Ambulance services were available in 85% of the hospitals which were available round the clock. 30% of the hospitals had more than 3 ambulances. However, the internal facilities like resuscitation availability of paramedics and communication equipment was available in only 50% of the ambulances. Nearly, 90% of the hospitals also charge a considerable fee for providing ambulance services.

Blood bank facility within the hospitals was available in 60% of the hospitals. A list of voluntary blood donors was available in 50% of the hospitals. With recent mandatory instructions for screening of HIV/ Hepatitis B, all blood banks were routinely screening the patients.

Co-ordination between different units of the hospitals was present in 85% of the hospitals with related units of Bio-chemistry, Microbiology, Radiology and other services. All the hospitals reported the presence of operation theatres, intensive care units and wards for immediate admission of patients. Nearly 58% of the hospitals reported considerable delays in co-ordinating services due to lack of facilities.
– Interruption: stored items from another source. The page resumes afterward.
#[tokio::test]
async fn test_e2e_processes_filtered_by_gpu() {
    let helper_output = r#"printf '%s' '[{"gpu_index":0,"pid":42,"name":"python","mem_used":100,"cwd":"/work","cwd_error":""},{"gpu_index":1,"pid":43,"name":"trainer","mem_used":2000,"cwd":"","cwd_error":"permission denied"}]'"#;
    let fleet = FakeFleet::new(&[
        ("gpu1", helper_output),
        ("idle", "printf 'No running processes found\\n'"),
        ("broken", "printf 'not json'"),
    ]);
    let monitor = Monitor::with_transport(Settings::default(), Arc::new(fleet));

    let result = monitor.processes(&HostTarget::new("gpu1"), 1).await;
    assert!(result.ok);
    assert_eq!(result.index, 1);
    assert_eq!(result.processes.len(), 1);
    assert_eq!(result.processes[0].pid, Some(43));
    assert_eq!(result.processes[0].cwd_error, "permission denied");

    let hosts: Vec<HostTarget> = ["gpu1", "idle", "broken"]
        .into_iter()
        .map(HostTarget::new)
        .collect();
    let all = monitor.processes_all(&hosts, 0).await;
    assert_eq!(all.len(), 3);
    assert_eq!(all[0].processes[0].cwd, "/work");
    assert!(all[1].ok);
    assert!(all[1].processes.is_empty());
    assert!(!all[2].ok);
    assert!(all[2].error.is_some());
}

#[tokio::test]
async fn test_e2e_file_completion() {
    let base = TempDir::new().unwrap();
    std::fs::write(base.path().join("foo.txt"), b"").unwrap();
    std::fs::write(base.path().join("foobar.txt"), b"").unwrap();
    std::fs::create_dir(base.path().join("food")).unwrap();
    std::fs::write(base.path().join("other"), b"").unwrap();
    let monitor = local_monitor(Settings::default());

    let query = CompletionQuery {
        host: local(),
        prefix: "foo".to_string(),
        working_dir: Some(dir_str(base.path())),
        mode: CompletionMode::File,
    };
    let result = monitor.complete(&query).await;
    assert!(result.ok);
    let mut matches = result.matches.clone();
    matches.sort();
    assert_eq!(matches, vec!["foo.txt", "foobar.txt", "food/"]);
    assert!(!result.truncated);
    assert_eq!(gpumon_ssh::completion::common_prefix(&result.matches), "foo");

    let query = CompletionQuery {
        prefix: "zzz".to_string(),
        ..query
    };
    let result = monitor.complete(&query).await;
    assert!(result.ok);
    assert!(result.matches.is_empty());
}

#[tokio::test]
async fn test_e2e_completion_output_over_cap_is_marked_truncated() {
    let base = TempDir::new().unwrap();
    let names: Vec<String> = (0..10).map(|i| format!("foo_{:02}_abcdefghij", i)).collect();
    for name in &names {
        std::fs::write(base.path().join(name), b"").unwrap();
    }
    let monitor = local_monitor(Settings {
        output_cap: 64,
        ..Settings::default()
    });

    let query = CompletionQuery {
        host: local(),
        prefix: "foo".to_string(),
        working_dir: Some(dir_str(base.path())),
        mode: CompletionMode::File,
    };
    let result = monitor.complete(&query).await;
    assert!(result.ok);
    assert!(result.truncated);
    // 64 bytes hold three whole 18-byte lines.
    assert_eq!(result.matches.len(), 3);
    assert!(result.matches.iter().all(|m| names.contains(m)));
}

#[tokio::test]
async fn test_e2e_completion_count_cap() {
    let base = TempDir::new().unwrap();
    for i in 0..5 {
        std::fs::write(base.path().join(format!("bar{}", i)), b"").unwrap();
    }
    let monitor = local_monitor(Settings {
        completion_cap: 3,
        ..Settings::default()
    });

    let query = CompletionQuery {
        host: local(),
        prefix: "bar".to_string(),
        working_dir: Some(dir_str(base.path())),
        mode: CompletionMode::File,
    };
    let result = monitor.complete(&query).await;
    assert!(result.ok);
    assert!(result.truncated);
    assert_eq!(result.matches.len(), 3);
}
In terms of the various protocols of admissions, medico legal issues, investigations and treatment, handling disaster and managing patients without identity, all the hospitals reported presence of these protocols. However, the details in terms of the exact standards or guidelines were not specified.

None of the hospitals except 2% had any ongoing research activities.

Conclusions

It is obvious from the present survey that there is an immediate need for identifying the current status of emergency care services in developing cities of India. The survey has identified the obvious lack of facilities in terms of staff availability, facilities for patients, lack of co-ordination between different units in the hospitals was very evident. The inadequate. The lack of clear guidelines of various aspects of functioning within the casualty services needs further investigation.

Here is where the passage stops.